Depuis le début d'année 2025, le marché du livre ukrainien traverse l’une des périodes les plus critiques de son histoire, accablé par la quatrième année d’invasion russe. L'année avait commencé par la destruction des locaux de l'Union nationale des écrivains d'Ukraine, puis l'intensification des bombardements russes au printemps ont touché durement le secteur : destruction des maisons d'édition Krokus, Ïzhak, Ukrainsky Priorytet, dégâts sur la bibliothèque Skovoroda de Kiev, de l'imprimerie MaisterKhyh, de la librairie Book.ua...
Dans ce contexte, la Chambre du livre d'Ukraine fait état d'une relative stabilité dans le nombre de titres publiés comme sur les tirages au premier semestre 2025 : 6 680 titres pour 13,2 millions d’exemplaires, soit des volumes similaires à 2024 (environ 35 millions de titres imprimés sur toute l'année vs 10 en 2022 et 70 en 2013). Mais, sur la même période, les éditeurs soulignent un recul des ventes pouvant atteindre 20%. « L’émotion collective, l’épuisement et le recul du pouvoir d’achat sont avancés comme principales causes, et le printemps s’est avéré particulièrement morose », indique le média ukrainien du marché du livre Chytomo.

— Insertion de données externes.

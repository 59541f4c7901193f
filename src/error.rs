//! Errors raised by the readers and decoders.
//!
//! Every reader fails fast: once a [`ReadError`] is returned the reader instance should be
//! discarded. [`LoadError`] additionally covers the file-system entry points.

use thiserror::Error;

/// Why a section boundary could not be pushed or popped.
#[derive(Debug, Clone, Copy, PartialEq, Eq, Hash)]
#[cfg_attr(feature = "serde", derive(serde::Serialize, serde::Deserialize))]
pub enum SectionNesting {
    /// The boundary stack already holds the maximum number of sections.
    StackFull,
    /// There was no section to exit.
    StackEmpty,
    /// The requested boundary lies past the enclosing one.
    BeyondParent {
        /// The absolute end offset that was requested.
        requested: usize,
        /// The absolute end offset of the enclosing section.
        parent: usize,
    },
}

impl std::fmt::Display for SectionNesting {
    fn fmt(&self, f: &mut std::fmt::Formatter<'_>) -> std::fmt::Result {
        match self {
            Self::StackFull => write!(f, "section stack is full"),
            Self::StackEmpty => write!(f, "no section to exit"),
            Self::BeyondParent { requested, parent } => {
                write!(f, "section end {requested} exceeds enclosing end {parent}")
            }
        }
    }
}

/// An error occurred while reading chart data.
#[non_exhaustive]
#[derive(Debug, Clone, PartialEq, Eq, Hash, Error)]
#[cfg_attr(feature = "serde", derive(serde::Serialize))]
pub enum ReadError {
    /// A read would cross the current section boundary.
    #[error("truncated data at {position}: needed {requested} bytes, {available} available")]
    TruncatedData {
        /// Cursor position when the read was attempted.
        position: usize,
        /// Bytes the read needed.
        requested: usize,
        /// Bytes left before the boundary.
        available: usize,
    },
    /// A LEB128 or VLQ integer used more bytes or bits than allowed.
    #[error("malformed variable-length integer at {position}")]
    MalformedVarint {
        /// Position of the first byte of the integer.
        position: usize,
    },
    /// A tick went backwards within a single pass.
    #[error("tick {found} is lower than the previous tick {previous}")]
    OutOfOrderTick {
        /// The last accepted tick.
        previous: u64,
        /// The offending tick.
        found: u64,
    },
    /// Section stack overflow or underflow, or a child section exceeding its parent.
    #[error("invalid section nesting: {0}")]
    InvalidSectionNesting(SectionNesting),
    /// A node or quoted text was never closed.
    #[error("unterminated token starting at {position}, expected `{expected}`")]
    UnterminatedToken {
        /// Where the token starts.
        position: usize,
        /// The terminator that was never found.
        expected: char,
    },
    /// A MIDI chunk carried the wrong four-byte tag.
    #[error("expected chunk `{expected}` at {position}, found {found:?}")]
    InvalidChunkTag {
        /// Position of the tag.
        position: usize,
        /// The tag that was required.
        expected: &'static str,
        /// The bytes that were found.
        found: [u8; 4],
    },
    /// A MIDI data byte appeared with no channel status to reuse.
    #[error("data byte at {position} without an established running status")]
    MissingRunningStatus {
        /// Position of the data byte.
        position: usize,
    },
    /// A `.chart` section header could not be read.
    #[error("invalid section header at {position}: {message}")]
    InvalidHeader {
        /// Position of the header.
        position: usize,
        /// What was wrong with it.
        message: String,
    },
    /// A required field was absent.
    #[error("expected {expected} at {position}")]
    ExpectedValue {
        /// Cursor position.
        position: usize,
        /// What was expected.
        expected: &'static str,
    },
    /// The tick rate (resolution) was zero or a SMPTE division.
    #[error("invalid tick rate {0}")]
    InvalidTickRate(u32),
}

impl From<SectionNesting> for ReadError {
    fn from(value: SectionNesting) -> Self {
        Self::InvalidSectionNesting(value)
    }
}

/// Type alias of `core::result::Result<T, ReadError>`
pub type Result<T> = core::result::Result<T, ReadError>;

/// An error occurred while loading a chart from disk.
#[non_exhaustive]
#[derive(Debug, Error)]
pub enum LoadError {
    /// The file could not be read.
    #[error("io: {0}")]
    Io(#[from] std::io::Error),
    /// The file contents were malformed.
    #[error("read: {0}")]
    Read(#[from] ReadError),
    /// The file extension names no supported chart format.
    #[error("unknown chart format: {0}")]
    UnknownFormat(String),
}
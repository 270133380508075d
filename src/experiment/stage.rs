//! Lifecycle of one experiment evaluation

use std::fmt;

use chrono::{DateTime, Utc};
use serde::{Deserialize, Serialize};

/// Stage of an experiment evaluation.
#[derive(Debug, Clone, Copy, PartialEq, Eq, Hash, Serialize, Deserialize)]
#[serde(rename_all = "snake_case")]
pub enum ExperimentStage {
    /// Created, nothing done yet.
    Pending,
    /// Algorithm is being trained.
    Training,
    /// Algorithm is producing scores.
    Executing,
    /// Metrics are being computed.
    Scoring,
    /// Artifacts are written.
    Persisted,
    /// Evaluation stopped with an error.
    Failed,
}

impl ExperimentStage {
    /// Whether moving from `self` to `next` is a legal transition.
    ///
    /// Training is optional. Any stage before `Persisted` may fail.
    #[must_use]
    pub const fn can_transition_to(self, next: Self) -> bool {
        matches!(
            (self, next),
            (Self::Pending, Self::Training | Self::Executing)
                | (Self::Training, Self::Executing)
                | (Self::Executing, Self::Scoring)
                | (Self::Scoring, Self::Persisted)
                | (
                    Self::Pending | Self::Training | Self::Executing | Self::Scoring,
                    Self::Failed
                )
        )
    }

    /// Whether no further transition is possible.
    #[must_use]
    pub const fn is_terminal(self) -> bool {
        matches!(self, Self::Persisted | Self::Failed)
    }

    /// Lowercase stage name.
    #[must_use]
    pub const fn as_str(self) -> &'static str {
        match self {
            Self::Pending => "pending",
            Self::Training => "training",
            Self::Executing => "executing",
            Self::Scoring => "scoring",
            Self::Persisted => "persisted",
            Self::Failed => "failed",
        }
    }
}

impl fmt::Display for ExperimentStage {
    fn fmt(&self, f: &mut fmt::Formatter<'_>) -> fmt::Result {
        f.write_str(self.as_str())
    }
}

/// Tracks the stage of one evaluation and collects its log lines.
#[derive(Debug, Clone)]
pub(crate) struct StageTracker {
    stage: ExperimentStage,
    started_at: DateTime<Utc>,
    log: Vec<String>,
}

impl StageTracker {
    pub(crate) fn new() -> Self {
        Self {
            stage: ExperimentStage::Pending,
            started_at: Utc::now(),
            log: Vec::new(),
        }
    }

    pub(crate) const fn stage(&self) -> ExperimentStage {
        self.stage
    }

    /// Move to `next`; illegal transitions are logged and ignored.
    pub(crate) fn advance(&mut self, next: ExperimentStage) {
        if self.stage.can_transition_to(next) {
            tracing::debug!(from = %self.stage, to = %next, "experiment stage transition");
            self.stage = next;
        } else {
            tracing::warn!(from = %self.stage, to = %next, "ignoring illegal stage transition");
        }
    }

    /// Record a line for `execution.log`.
    pub(crate) fn log(&mut self, message: impl Into<String>) {
        let elapsed = (Utc::now() - self.started_at).num_milliseconds();
        self.log
            .push(format!("[{} +{elapsed}ms] {}", self.stage, message.into()));
    }

    /// Drain the recorded lines.
    pub(crate) fn take_log(&mut self) -> Vec<String> {
        std::mem::take(&mut self.log)
    }
}
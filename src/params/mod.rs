//! Hyper-parameter mappings, grids and their canonical identity
//!
//! A parameter mapping is a `BTreeMap`, so key order is always sorted. The
//! canonical JSON form (sorted keys, `", "` / `": "` separators, serde_json
//! number formatting) is the single input to `hash_params`, which makes the
//! identifier stable across processes and runs.

mod grid;

pub use grid::{ParameterGrid, ParameterGridIter};

use std::collections::BTreeMap;
use std::io;

use serde::Serialize;
use serde_json::ser::Formatter;
use serde_json::Value;
use sha2::{Digest, Sha256};

use crate::Result;

/// One resolved hyper-parameter point.
pub type Params = BTreeMap<String, Value>;

/// JSON formatter emitting `", "` between elements and `": "` after keys.
#[derive(Debug, Default, Clone, Copy)]
struct CanonicalFormatter;

impl Formatter for CanonicalFormatter {
    fn begin_array_value<W>(&mut self, writer: &mut W, first: bool) -> io::Result<()>
    where
        W: ?Sized + io::Write,
    {
        if first {
            Ok(())
        } else {
            writer.write_all(b", ")
        }
    }

    fn begin_object_key<W>(&mut self, writer: &mut W, first: bool) -> io::Result<()>
    where
        W: ?Sized + io::Write,
    {
        if first {
            Ok(())
        } else {
            writer.write_all(b", ")
        }
    }

    fn begin_object_value<W>(&mut self, writer: &mut W) -> io::Result<()>
    where
        W: ?Sized + io::Write,
    {
        writer.write_all(b": ")
    }
}

/// Serialize parameters into their canonical JSON text.
///
/// ```rust
/// use tsad_bench::params::{canonical_json, Params};
///
/// let mut params = Params::new();
/// params.insert("window_size".to_string(), 100.into());
/// params.insert("alpha".to_string(), 0.5.into());
/// assert_eq!(canonical_json(&params).unwrap(), r#"{"alpha": 0.5, "window_size": 100}"#);
/// ```
///
/// # Errors
///
/// Returns `Error::Json` if a value cannot be serialized.
pub fn canonical_json(params: &Params) -> Result<String> {
    let mut buffer = Vec::with_capacity(64);
    let mut serializer = serde_json::Serializer::with_formatter(&mut buffer, CanonicalFormatter);
    params.serialize(&mut serializer)?;
    // serde_json only ever emits UTF-8
    Ok(String::from_utf8_lossy(&buffer).into_owned())
}

/// Stable identifier of a parameter mapping: hex SHA-256 of its canonical JSON.
///
/// Independent of insertion order; any change to a key or value changes the id.
///
/// # Errors
///
/// Returns `Error::Json` if a value cannot be serialized.
pub fn hash_params(params: &Params) -> Result<String> {
    let json = canonical_json(params)?;
    let mut hasher = Sha256::new();
    hasher.update(json.as_bytes());
    Ok(format!("{:x}", hasher.finalize()))
}

/// Write the canonical JSON form of `params` to `path`.
///
/// # Errors
///
/// Returns an error if serialization or the write fails.
pub fn dump_params(params: &Params, path: &std::path::Path) -> Result<()> {
    std::fs::write(path, canonical_json(params)?)?;
    Ok(())
}
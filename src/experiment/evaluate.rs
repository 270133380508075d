//! A single unit of work and its evaluation
//!
//! Evaluation order:
//! 1. Validate configuration and load inputs (nothing is written yet)
//! 2. Train (trainable algorithms only), then execute
//! 3. Min-max scale the scores
//! 4. Compute every metric independently, keeping successes and failures
//! 5. Persist scores, metrics and parameters
//! 6. Escalate only if every metric failed

use std::path::{Path, PathBuf};
use std::sync::Arc;

use crate::adapters::{AdapterInput, CallArgs};
use crate::algorithm::Algorithm;
use crate::data_types::TrainingType;
use crate::dataset::{extract_features, load_dataset, load_labels_only, Dataset};
use crate::metrics::{Metric, NumericArray};
use crate::params::{dump_params, hash_params, Params};
use crate::resource_constraints::ResourceConstraints;
use crate::times::Times;
use crate::{Error, Result};

use super::layout::{
    append_lines, generate_experiment_path, write_scores, write_single_row_csv,
    ANOMALY_SCORES_TS, EXECUTION_LOG, HYPER_PARAMETERS, METRICS_CSV,
};
use super::result::ResultRecord;
use super::stage::{ExperimentStage, StageTracker};

/// One (algorithm, parameters, dataset, repetition) combination.
///
/// Created by `Experiments`; never constructed directly.
#[derive(Debug, Clone)]
pub struct Experiment {
    dataset: Dataset,
    algorithm: Arc<Algorithm>,
    params: Params,
    params_id: String,
    repetition: usize,
    base_results_dir: PathBuf,
    resource_constraints: ResourceConstraints,
    metrics: Vec<Arc<dyn Metric>>,
    resolved_test_dataset_path: PathBuf,
    resolved_train_dataset_path: Option<PathBuf>,
}

/// Metric outcomes of one scoring pass.
#[derive(Debug, Default)]
struct MetricOutcome {
    scores: Vec<(String, f64)>,
    failures: Vec<(String, Error)>,
}

impl MetricOutcome {
    /// The error to raise when no metric succeeded: the last failure with a message.
    fn into_escalation(self, configured: usize) -> Option<Error> {
        if configured == 0 || self.failures.len() < configured {
            return None;
        }
        self.failures
            .into_iter()
            .rev()
            .map(|(_, error)| error)
            .find(|error| !error.message().is_empty())
    }
}

impl Experiment {
    #[allow(clippy::too_many_arguments)]
    pub(crate) fn new(
        dataset: Dataset,
        algorithm: Arc<Algorithm>,
        params: Params,
        repetition: usize,
        base_results_dir: PathBuf,
        resource_constraints: ResourceConstraints,
        metrics: Vec<Arc<dyn Metric>>,
        resolved_test_dataset_path: PathBuf,
        resolved_train_dataset_path: Option<PathBuf>,
    ) -> Result<Self> {
        let params_id = hash_params(&params)?;
        Ok(Self {
            dataset,
            algorithm,
            params,
            params_id,
            repetition,
            base_results_dir,
            resource_constraints,
            metrics,
            resolved_test_dataset_path,
            resolved_train_dataset_path,
        })
    }

    /// `"{algorithm}-{collection}-{dataset}"`.
    #[must_use]
    pub fn name(&self) -> String {
        format!(
            "{}-{}-{}",
            self.algorithm.name(),
            self.dataset.collection_name(),
            self.dataset.name()
        )
    }

    /// Evaluated dataset.
    #[must_use]
    pub const fn dataset(&self) -> &Dataset {
        &self.dataset
    }

    /// Evaluated algorithm.
    #[must_use]
    pub fn algorithm(&self) -> &Algorithm {
        &self.algorithm
    }

    /// Resolved hyper-parameters.
    #[must_use]
    pub const fn params(&self) -> &Params {
        &self.params
    }

    /// Hex SHA-256 of the canonical JSON of `params`.
    #[must_use]
    pub fn params_id(&self) -> &str {
        &self.params_id
    }

    /// Repetition index, starting at 1.
    #[must_use]
    pub const fn repetition(&self) -> usize {
        self.repetition
    }

    /// Resource budget.
    #[must_use]
    pub const fn resource_constraints(&self) -> &ResourceConstraints {
        &self.resource_constraints
    }

    /// Metrics computed on the scores.
    #[must_use]
    pub fn metrics(&self) -> &[Arc<dyn Metric>] {
        &self.metrics
    }

    /// Test split file.
    #[must_use]
    pub fn resolved_test_dataset_path(&self) -> &Path {
        &self.resolved_test_dataset_path
    }

    /// Training split file, if the algorithm trains and one exists.
    #[must_use]
    pub fn resolved_train_dataset_path(&self) -> Option<&Path> {
        self.resolved_train_dataset_path.as_deref()
    }

    /// Directory receiving the artifacts of this experiment.
    #[must_use]
    pub fn results_path(&self) -> PathBuf {
        generate_experiment_path(
            &self.base_results_dir,
            self.algorithm.name(),
            &self.params_id,
            self.dataset.collection_name(),
            self.dataset.name(),
            self.repetition,
        )
    }

    /// Context handed to the adapter and transforms.
    #[must_use]
    pub fn build_args(&self) -> CallArgs {
        CallArgs {
            results_path: self.results_path(),
            resource_constraints: self.resource_constraints.clone(),
            hyper_params: self.params.clone(),
            dataset: self.dataset.clone(),
        }
    }

    /// Train, execute, score and persist.
    ///
    /// Returns the timing columns followed by the score of every metric that
    /// succeeded. Metric failures are logged and skipped; only when all metrics
    /// fail is the last failure returned, after the artifacts were written.
    ///
    /// # Errors
    ///
    /// Returns `Error::Configuration` (before anything is written) for a
    /// missing training split, an adapter without training support or an
    /// unexpected dataset shape; adapter, timeout and I/O errors as they occur.
    pub fn evaluate(&self) -> Result<ResultRecord> {
        let span = tracing::info_span!(
            "experiment",
            algorithm = %self.algorithm.name(),
            collection = %self.dataset.collection_name(),
            dataset = %self.dataset.name(),
            params_id = %self.params_id,
            repetition = self.repetition,
        );
        let _entered = span.enter();

        let train_input = self.training_input()?;
        let test_input = self.execution_input()?;

        let results_path = self.results_path();
        std::fs::create_dir_all(&results_path)?;

        let mut tracker = StageTracker::new();
        let outcome = self.run(&mut tracker, train_input, test_input, &results_path);
        if let Err(error) = &outcome {
            tracker.advance(ExperimentStage::Failed);
            tracker.log(format!("Experiment failed: {error}"));
            tracing::error!(error = %error, "experiment failed");
        }

        if let Err(error) = append_lines(&results_path.join(EXECUTION_LOG), &tracker.take_log()) {
            tracing::warn!(error = %error, "could not write execution log");
        }
        outcome
    }

    fn training_input(&self) -> Result<Option<AdapterInput>> {
        if self.algorithm.training_type() == TrainingType::Unsupervised {
            return Ok(None);
        }
        let Some(train_path) = &self.resolved_train_dataset_path else {
            return Err(Error::Configuration(format!(
                "no training dataset was provided for {} algorithm {}; it cannot be trained",
                self.algorithm.training_type(),
                self.algorithm.name()
            )));
        };
        if !self.algorithm.main().supports_training() {
            return Err(Error::Configuration(format!(
                "{} algorithm {} has an adapter without training support",
                self.algorithm.training_type(),
                self.algorithm.name()
            )));
        }

        if self.algorithm.data_as_file() {
            Ok(Some(AdapterInput::Path(train_path.clone())))
        } else {
            let frame = load_dataset(train_path)?;
            Ok(Some(AdapterInput::Array(frame.to_matrix()?)))
        }
    }

    fn execution_input(&self) -> Result<AdapterInput> {
        let path = &self.resolved_test_dataset_path;
        if self.algorithm.data_as_file() {
            return Ok(AdapterInput::Path(path.clone()));
        }

        let frame = load_dataset(path)?;
        let (rows, columns) = frame.shape();
        if columns < 3 {
            return Err(Error::Configuration(format!(
                "dataset '{}' has a shape that was not expected: ({rows}, {columns})",
                path.file_name().map_or_else(
                    || path.display().to_string(),
                    |name| name.to_string_lossy().into_owned()
                )
            )));
        }
        Ok(AdapterInput::Array(extract_features(&frame)?))
    }

    fn run(
        &self,
        tracker: &mut StageTracker,
        train_input: Option<AdapterInput>,
        test_input: AdapterInput,
        results_path: &Path,
    ) -> Result<ResultRecord> {
        let args = self.build_args();
        let mut record = ResultRecord::new();

        if let Some(input) = train_input {
            tracker.advance(ExperimentStage::Training);
            tracker.log(format!(
                "Performing training for {} algorithm {}",
                self.algorithm.training_type(),
                self.algorithm.name()
            ));
            let times = Times::from_train_algorithm(&self.algorithm, input, &args)?;
            record.extend(times.columns());
        }

        tracker.advance(ExperimentStage::Executing);
        tracker.log(format!(
            "Performing execution for {} algorithm {}",
            self.algorithm.training_type(),
            self.algorithm.name()
        ));
        let (scores, times) = Times::from_execute_algorithm(&self.algorithm, test_input, &args)?;
        record.extend(times.columns());
        let scores = min_max_scale(scores);

        tracker.advance(ExperimentStage::Scoring);
        let names: Vec<String> = self.metrics.iter().map(|metric| metric.name()).collect();
        tracker.log(format!(
            "Scoring algorithm {} with {} metrics",
            self.algorithm.name(),
            names.join(",")
        ));
        let y_true = load_labels_only(&self.resolved_test_dataset_path)?;
        let y_score = NumericArray::floats(scores);
        let outcome = self.score_metrics(tracker, &y_true, &y_score);
        for (name, score) in &outcome.scores {
            record.insert(name.clone(), Some(*score));
        }

        write_scores(&results_path.join(ANOMALY_SCORES_TS), &y_score.to_f64())?;
        write_single_row_csv(&results_path.join(METRICS_CSV), record.columns())?;
        dump_params(&self.params, &results_path.join(HYPER_PARAMETERS))?;

        if let Some(error) = outcome.into_escalation(self.metrics.len()) {
            return Err(error);
        }
        tracker.advance(ExperimentStage::Persisted);
        tracing::info!(columns = record.len(), "experiment finished");
        Ok(record)
    }

    fn score_metrics(
        &self,
        tracker: &mut StageTracker,
        y_true: &NumericArray,
        y_score: &NumericArray,
    ) -> MetricOutcome {
        let mut outcome = MetricOutcome::default();
        for metric in &self.metrics {
            let name = metric.name();
            tracker.log(format!("Calculating {name}"));
            match metric.evaluate(y_true, y_score) {
                Ok(score) => outcome.scores.push((name, score)),
                Err(error) => {
                    tracker.log(format!("Exception while computing metric {name}: {error}"));
                    tracing::warn!(metric = %name, error = %error, "metric failed");
                    outcome.failures.push((name, error));
                }
            }
        }
        outcome
    }
}

/// Scale finite scores to [0, 1]; a constant scoring becomes all zeros.
///
/// Non-finite entries are left untouched for metric sanitization.
#[must_use]
pub fn min_max_scale(mut scores: Vec<f64>) -> Vec<f64> {
    let (min, max) = scores
        .iter()
        .filter(|score| score.is_finite())
        .fold((f64::INFINITY, f64::NEG_INFINITY), |(lo, hi), &score| {
            (lo.min(score), hi.max(score))
        });
    if min > max {
        return scores;
    }
    let range = max - min;
    for score in scores.iter_mut().filter(|score| score.is_finite()) {
        *score = if range > 0.0 {
            (*score - min) / range
        } else {
            0.0
        };
    }
    scores
}
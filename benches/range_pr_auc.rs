//! Range-based PR AUC throughput over series length and threshold sampling

use criterion::{black_box, criterion_group, criterion_main, BenchmarkId, Criterion};
use tsad_bench::metrics::{Metric, NumericArray, RangePrAuc, RocAuc};

/// Periodic anomaly windows with a noisy score that peaks inside them.
#[allow(clippy::cast_precision_loss)]
fn series(len: usize) -> (Vec<f64>, Vec<f64>) {
    let labels: Vec<f64> = (0..len)
        .map(|i| if i % 500 >= 480 { 1.0 } else { 0.0 })
        .collect();
    let scores = labels
        .iter()
        .enumerate()
        .map(|(i, label)| {
            let noise = ((i * 7919) % 1000) as f64 / 1000.0;
            0.6f64.mul_add(*label, 0.4 * noise)
        })
        .collect();
    (labels, scores)
}

fn bench_curve(c: &mut Criterion) {
    let mut group = c.benchmark_group("range_pr_auc_curve");
    for len in [1_000, 10_000, 50_000] {
        let (labels, scores) = series(len);
        let metric = RangePrAuc::new();
        group.bench_with_input(BenchmarkId::from_parameter(len), &len, |b, _| {
            b.iter(|| metric.curve(black_box(&labels), black_box(&scores)));
        });
    }
    group.finish();
}

fn bench_max_samples(c: &mut Criterion) {
    let mut group = c.benchmark_group("range_pr_auc_samples");
    let (labels, scores) = series(10_000);
    let y_true = NumericArray::integers(labels.iter().map(|&v| v as i64).collect());
    let y_score = NumericArray::floats(scores);
    for samples in [10, 50, 200] {
        let metric = RangePrAuc::new().with_max_samples(samples);
        group.bench_with_input(BenchmarkId::from_parameter(samples), &samples, |b, _| {
            b.iter(|| metric.evaluate(black_box(&y_true), black_box(&y_score)));
        });
    }
    group.finish();
}

fn bench_vs_roc(c: &mut Criterion) {
    let (labels, scores) = series(10_000);
    let y_true = NumericArray::integers(labels.iter().map(|&v| v as i64).collect());
    let y_score = NumericArray::floats(scores);
    c.bench_function("roc_auc_10000", |b| {
        b.iter(|| RocAuc.evaluate(black_box(&y_true), black_box(&y_score)));
    });
}

criterion_group!(benches, bench_curve, bench_max_samples, bench_vs_roc);
criterion_main!(benches);
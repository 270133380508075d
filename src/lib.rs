//! # tsad-bench: Time-Series Anomaly Detection Benchmarking
//!
//! tsad-bench evaluates anomaly detectors against labeled time-series
//! datasets. Every (algorithm × hyper-parameter point × dataset × repetition)
//! combination becomes an `Experiment` that trains (if needed), scores,
//! computes quality metrics and persists its artifacts in a collision-free
//! directory layout.
//!
//! ## Design Principles
//!
//! - **Deterministic enumeration**: experiments are produced lazily in a fixed order
//! - **Partial failure**: one failing metric never discards the others
//! - **Reproducible layout**: result paths depend only on the experiment identity
//! - **Explicit resources**: the host is probed once, limits are plain data
//!
//! ## Example Usage
//!
//! ```rust,no_run
//! use std::sync::Arc;
//! use tsad_bench::adapters::Adapter;
//! use tsad_bench::algorithm::Algorithm;
//! use tsad_bench::benchmark::Benchmark;
//! use tsad_bench::data_types::{InputDimensionality, TrainingType};
//! use tsad_bench::dataset::{Dataset, DatasetId, DatasetRegistry};
//! use tsad_bench::metrics::{DefaultMetrics, Metric};
//!
//! let dataset = Dataset::new(
//!     DatasetId::new("nab", "art_daily"),
//!     TrainingType::Unsupervised,
//!     InputDimensionality::Univariate,
//! );
//! let mut registry = DatasetRegistry::new("data");
//! registry.register(dataset.clone(), "nab/art_daily.test.csv", None);
//!
//! let magnitude = Algorithm::builder(
//!     "magnitude",
//!     Adapter::function(|input, _| {
//!         let matrix = input.as_array().ok_or_else(|| anyhow::anyhow!("expected an array"))?;
//!         Ok(matrix.column(0).into_iter().map(f64::abs).collect())
//!     }),
//! )
//! .build()?;
//!
//! let benchmark = Benchmark::builder(Arc::new(registry), vec![dataset], vec![magnitude])
//!     .results_path("results")
//!     .repetitions(3)
//!     .metrics(vec![
//!         DefaultMetrics::default_metric(),
//!         Arc::new(DefaultMetrics::range_pr_auc()) as Arc<dyn Metric>,
//!     ])
//!     .build()?;
//! let table = benchmark.run()?;
//! for row in table.aggregate() {
//!     println!("{} {:?}", row.algorithm, row.mean);
//! }
//! # Ok::<(), tsad_bench::Error>(())
//! ```

#![warn(missing_docs)]
#![warn(clippy::all)]
#![warn(clippy::pedantic)]
#![warn(clippy::nursery)]

pub mod adapters;
pub mod algorithm;
pub mod benchmark;
pub mod data_types;
pub mod dataset;
pub mod error;
pub mod experiment;
pub mod heuristics;
pub mod logging;
pub mod metrics;
pub mod params;
pub mod resource_constraints;
pub mod times;

pub use error::{Error, Result};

Ce dernier cite aussi une fragilisation générale du modèle économique des éditeurs comme des libraires dû à l'augmentation du prix du papier, de l'électricité et des hausses de salaires.
Nouvelles tendances : l’anglais et l’évasion
Évolutions marquantes de 2025 : la montée en puissance des publications en anglais, désormais deux fois et demie plus nombreuses que celles en russe. Alimentée par des exigences législatives et un goût croissant pour l’international, la tendance concerne surtout des œuvres populaires tombées dans le domaine public et répond aussi au désir d’une partie des lecteurs de lire en VO, phénomène dynamisé par l’influence de BookTok.
Autre tendance relevée cette année : le besoin d'évasion dans la lecture face à la lassitude de la guerre, traduit par le succès massif de la fantasy et romantasy comme les sagas de Sarah J. Maas ou Rebecca Yarros, qui cumulent des dizaines de milliers de ventes.À l'inverse, les ouvrages axés sur le conflit ne suscitent plus l’engouement, sauf s’ils passent par le filtre du témoignage ou de la fiction émotionnelle. Ce phénomène est amplifié chez les jeunes, pour qui la littérature de guerre perd de son attrait au profit de lectures plus joyeuses.
Déclin du livre jeunesse, mais ruée sur les auteurs ukrainiens
Par ailleurs, le secteur du livre jeunesse traverse une crise profonde, conséquence directe de l’exode massif (5,6 millions d’Ukrainiens réfugiés à l’étranger, dont près d’un tiers d’enfants), mais aussi du désintérêt grandissant pour la lecture. « Les maisons spécialisées diversifient en urgence leurs catalogues pour survivre, alors que la fréquentation des événements jeunesse et les achats sont logiquement en forte baisse », explique Iryna Baturevich, à la tête de Chytomo. Les professionnels pointent le manque de programmes publics pour renouveler les bibliothèques scolaires et nationales, et estiment urgent de revaloriser la lecture auprès des élèves.
Malgré ce climat morose, la demande pour les auteurs ukrainiens connaît un boom inédit à l'international : éditeurs et agents se disputent toujours les plumes locales après des années de désintérêt. Cette dynamique nourrit à la fois le roman d’évasion et la non-fiction ancrée dans le vécu de la guerre en Ukraine.